Head made up for it a little bit by scoring 19 points on 6-of-12 shooting, but 9 of those points came during the fourth quarter, which was basically garbage time. Where Head also hurt the Rockets was with his ball-handling, or lack thereof. I have no idea why Rick Adelman still allows him to handle the ball as much as he does, because it has been obvious for a couple of seasons it’s not his forte. Head turned the ball over 3 times in this game, but it seemed like much more.

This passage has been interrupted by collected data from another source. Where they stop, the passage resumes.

//! # Shared Bus - Notification Delivery
//!
//! Carries object-created notifications from object storage to the batch
//! consumers.
//!
//! ## Delivery Path
//!
//! ```text
//! ┌────────────────┐  publish()  ┌───────┐  fan-out  ┌─────────────────┐
//! │ Object Storage │ ──────────→ │ Topic │ ────────→ │ Transform Queue │
//! └────────────────┘             └───────┘           └────────┬────────┘
//!                                                             │ receive > max
//!                                                             ▼
//!                                                    ┌─────────────────┐
//!                                                    │ Dead-Letter Q.  │
//!                                                    └─────────────────┘
//! ```
//!
//! ## Semantics
//!
//! - **At-least-once:** a delivery stays hidden for the visibility timeout and
//!   reappears unless it is acknowledged.
//! - **Bounded redelivery:** a message that would be received more than
//!   `max_receive_count` times is moved to the dead-letter queue instead.
//! - **Partial batch failure:** consumers report failing items individually;
//!   the poller acknowledges the rest.

// Nursery lints that are too strict
#![allow(clippy::missing_const_for_fn)]
// Allow in tests
#![cfg_attr(test, allow(clippy::unwrap_used))]
#![cfg_attr(test, allow(clippy::expect_used))]
#![cfg_attr(test, allow(clippy::panic))]

pub mod poller;
pub mod queue;
pub mod topic;

pub use poller::{BatchHandler, BatchItemFailure, BatchOutcome, BatchResponse, PollerConfig, QueuePoller};
pub use queue::{Delivery, InMemoryQueue, QueueConfig, QueueError, QueueStats};
pub use topic::{MessagePublisher, Topic};

/// Maximum deliveries handed out per receive.
pub const DEFAULT_BATCH_SIZE: usize = 10;

/// Seconds a received message stays hidden before it reappears.
pub const DEFAULT_VISIBILITY_TIMEOUT_SECS: u64 = 300;

/// Receives allowed before a message is dead-lettered.
pub const DEFAULT_MAX_RECEIVE_COUNT: u32 = 1;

I was going to write something about Head last night, but ran out of time. But I’ll say it right now. Luther Head will be playing for his job during this year’s playoffs. For being a third year guy, his shooting has been a little too inconsistent. I really like Luther, but there are just too many other players out there (either free agents or rookies) who can bring more to the table as the Rockets’ backup shooting guard job next season. I’m hoping he plays well during the playoffs, because he disappeared in last year’s series against the Jazz. If that happens again, then it will be time for Rockets’ management to take a serious look at upgrading that position.

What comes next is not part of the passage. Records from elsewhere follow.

//! API gateway service: router assembly and the HTTP server.

use crate::domain::config::GatewayConfig;
use crate::domain::error::GatewayError;
use crate::handlers::{self, AppState};
use crate::middleware::{
    create_cors_layer, AuthorizerLayer, IdentityLayer, TimeoutLayer, TracingLayer,
};
use axum::{
    extract::DefaultBodyLimit,
    routing::{get, post, put, MethodRouter},
    Router,
};
use it_02_object_storage::{CapabilitySigner, ObjectStore};
use it_03_capability_issuer::CapabilityIssuer;
use it_06_access_authorizer::AccessAuthorizer;
use it_07_access_resolver::AccessResolver;
use std::convert::Infallible;
use std::net::SocketAddr;
use std::sync::Arc;
use tokio::net::TcpListener;
use tokio::sync::watch;
use tower::ServiceBuilder;
use tower_http::limit::RequestBodyLimitLayer;
use tracing::info;

/// Components the gateway fronts, built once per process.
#[derive(Clone)]
pub struct GatewayComponents {
    pub issuer: Arc<CapabilityIssuer>,
    pub authorizer: Arc<AccessAuthorizer>,
    pub resolver: Arc<AccessResolver>,
    pub signer: CapabilitySigner,
    pub objects: Arc<dyn ObjectStore>,
}

pub struct ApiGatewayService {
    config: GatewayConfig,
    components: GatewayComponents,
}

impl ApiGatewayService {
    pub fn new(config: GatewayConfig, components: GatewayComponents) -> Result<Self, GatewayError> {
        config.validate()?;
        Ok(Self { config, components })
    }

    pub fn config(&self) -> &GatewayConfig {
        &self.config
    }

    /// The complete router with middleware applied.
    pub fn router(&self) -> Router {
        let state = AppState {
            issuer: Arc::clone(&self.components.issuer),
            resolver: Arc::clone(&self.components.resolver),
            signer: self.components.signer.clone(),
            objects: Arc::clone(&self.components.objects),
            max_object_bytes: self.config.limits.max_object_bytes,
        };

        let middleware = ServiceBuilder::new()
            .layer(create_cors_layer(&self.config.cors))
            .layer(TracingLayer::new())
            .layer(IdentityLayer::new(self.config.security.clone()));

        // Object transfers stream up to the upload limit and carry no budget.
        let timeout = TimeoutLayer::new(&self.config.timeouts);
        let objects: MethodRouter<AppState> = put(handlers::put_object)
            .get(handlers::get_object)
            .layer::<_, Infallible>(DefaultBodyLimit::disable())
            .layer::<_, Infallible>(RequestBodyLimitLayer::new(
                self.config.limits.max_object_bytes,
            ));

        Router::new()
            .route(
                "/generate-url",
                post(handlers::generate_url)
                    .layer::<_, Infallible>(DefaultBodyLimit::max(
                        self.config.limits.max_request_bytes,
                    ))
                    .route_layer(timeout.clone()),
            )
            .route(
                "/access-object",
                get(handlers::access_object)
                    .route_layer(AuthorizerLayer::new(Arc::clone(&self.components.authorizer)))
                    .route_layer(timeout),
            )
            .route("/objects/:bucket/:key", objects)
            .route("/health", get(handlers::health))
            .layer(middleware)
            .with_state(state)
    }

    /// Bind the configured address and serve until `shutdown` flips to `true`.
    pub async fn serve(self, shutdown: watch::Receiver<bool>) -> Result<(), GatewayError> {
        let addr = self.config.http_addr();
        let listener = TcpListener::bind(addr)
            .await
            .map_err(|source| GatewayError::Bind { addr, source })?;
        self.serve_on(listener, shutdown).await
    }

    /// Serve on an already bound listener.
    pub async fn serve_on(
        self,
        listener: TcpListener,
        mut shutdown: watch::Receiver<bool>,
    ) -> Result<(), GatewayError> {
        let local = listener.local_addr().map_err(GatewayError::Serve)?;
        info!(addr = %local, "Starting HTTP server");

        let app = self
            .router()
            .into_make_service_with_connect_info::<SocketAddr>();
        axum::serve(listener, app)
            .with_graceful_shutdown(async move {
                while !*shutdown.borrow() {
                    if shutdown.changed().await.is_err() {
                        break;
                    }
                }
            })
            .await
            .map_err(GatewayError::Serve)?;

        info!("HTTP server stopped");
        Ok(())
    }
}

Back to the Denver game….so Battier and Jackson’s absence forced Head to be something he’s not: a backup point guard and a defensive stopper against J.R. Smith. Those factors forced Adelman to play seldom-used Mike Harris, not a guy you want to be playing big minutes in your biggest game of the season. Harris would score 8 points on 4-of-6 shooting, but he tied Luther with a game-high 3 turnovers.

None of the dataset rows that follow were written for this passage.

//! # Capability Issuer (it-03)
//!
//! Turns an upload request into a job.
//!
//! ## Flow
//!
//! ```text
//! GenerateUrlRequest ──suffix allow-list──→ UnsupportedMediaType (no side effects)
//!        │
//!        ▼
//! mint "image-<uuid><suffix>" → create JobRecord{processing} → presign write (60s)
//! ```
//!
//! The job record is committed before the capability is returned; the
//! transform worker and the access authorizer both rely on it existing.

pub mod domain;
pub mod service;

pub use domain::{GenerateUrlRequest, IssueError, IssuedCapability, IssuerConfig};
pub use service::CapabilityIssuer;
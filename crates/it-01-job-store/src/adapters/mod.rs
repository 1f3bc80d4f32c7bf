//! # Adapters Layer
//!
//! - `rocksdb` - Persistent metadata store (feature `rocksdb`)

#[cfg(feature = "rocksdb")]
pub mod rocksdb;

With Rafer Alston sucking from the field in the first half hitting only 1-of-6 shots, you would have thought Aaron Brooks would have played more while the Rockets still had a chance. But AB didn’t play at all in the first quarter, took only 1 shot in the second, and another shot in the third (he missed both shots) when the Rockets still had a chance. Only during garbage time in the fourth did he play much (only because I understand Alston strained his hamstring), and he scored 7 points.
The Rockets’ offense was so out of whack, Dikembe Mutombo all of a sudden thought he was a scorer and put up a jump hook that clanged off the front of the rim, and then had the worst shot I think I’ve ever seen from a pro: he went up for a jumper from the baseline which hit the side of the backboard! Luckily Luis Scola grabbed the rebound and scored. Scola would score only one other field goal the entire game, making just 2-of-8 shots for 7 points.
Add in Alston’s 2-of-10 shooting (6 points), Tracy McGrady‘s 5-of-18 (16) and Chuck Hayes 1-of-6 shooting that contributed to 35% overall shooting, and there’s just about no way the Rockets could win this game.
To top off the mediocrity, in the first half they turned the ball over 12 times and failed to get back on defense multiple times, getting out-hustled in fast break points (25-12). And they couldn’t hit their free throws, either, missing 6-of-19, including Scola missing his first 3 FTs of the game.
Down 61-44 at halftime, the Rockets were going to obviously need someone to step up quick and get hot. That didn’t really happen. Probably the worst series of plays in the third quarter that typified the Rockets’ struggles was McGrady getting his shot blocked 2 possessions in a row, followed by getting stripped on the next possession.
Granted, the Rockets had problems shooting anywhere in the vicinity of Marcus Camby, who had 7 blocks and contributed to the Rockets’ ineffectiveness around the rim. But you would expect more from one of the better teams in the West. It just goes to show how important Battier and Jackson are to the Rockets’ chemistry.
I’ll be watching closely tomorrow for what the Rockets decide to do with Battier in a huge game in Utah. They will need him, and if Battier plays and they beat the Jazz, then he won’t have to play the last regular season game against the Clippers, and will have about 5 days of rest before their first playoff game next weekend. I would think that would be a nice return for playing Monday night.